My point though, is in any other image editor, you click the circle tool and
start making circles in 2 seconds.

------
Kye
This is great. The response for decades to suggestions to change the name was
"fork it if you don't like the name." Someone finally took them up on it and
we get to see what happens with two competing open source image editors.

------
mikkkee
Nice! I can't say no to this project if it indeed has a more visually
satisfying UI.

------
Aeolun
> If you are offended by the fact we renamed the project, we suggest you
> continue using the GNU Image Manipulation Program instead of annoying our
> contributors and making more work for our moderators.

Isn’t that ironic

------
solarkraft
I don't mind the GIMP name and if Glimps is really just a rebranding I see no
reason to use it.

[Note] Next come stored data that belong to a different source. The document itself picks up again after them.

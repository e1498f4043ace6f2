/// Splits free text into lower-cased word tokens.
///
/// Anything that is not an ASCII word character (`[A-Za-z0-9_]`) or whitespace
/// becomes a separator, and tokens shorter than two chars are dropped.
pub fn tokenize(text: &str) -> Vec<String> {
    let cleaned: String = text
        .to_lowercase()
        .chars()
        .map(|c| {
            if c.is_ascii_alphanumeric() || c == '_' || c.is_whitespace() {
                c
            } else {
                ' '
            }
        })
        .collect();

    cleaned
        .split_whitespace()
        .filter(|t| t.chars().count() > 1)
        .map(str::to_string)
        .collect()
}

But if they're actually going to fix its glaring UX problems
I'll be all over that.

------
awinter-py
do closed-source image editors like photoshop have a friendly plugin
architecture?

is there an OSS ecosystem already locked onto adobe, or is there an
opportunity for gimp / glimpse to become a platform as well as a batteries-
included product

------
seemslegit
How about CHUMPS - a fork of glimpse that benefits from the 20+ years of GIMP
contributor effort _and_ the professional UI of glimpse contributors effort
(should such a thing materialize) but is being offered as a white-label to be
branded for pay to whatever organization or movement that feels like it needs
an open-source image editor that uncompromisingly represents its values ?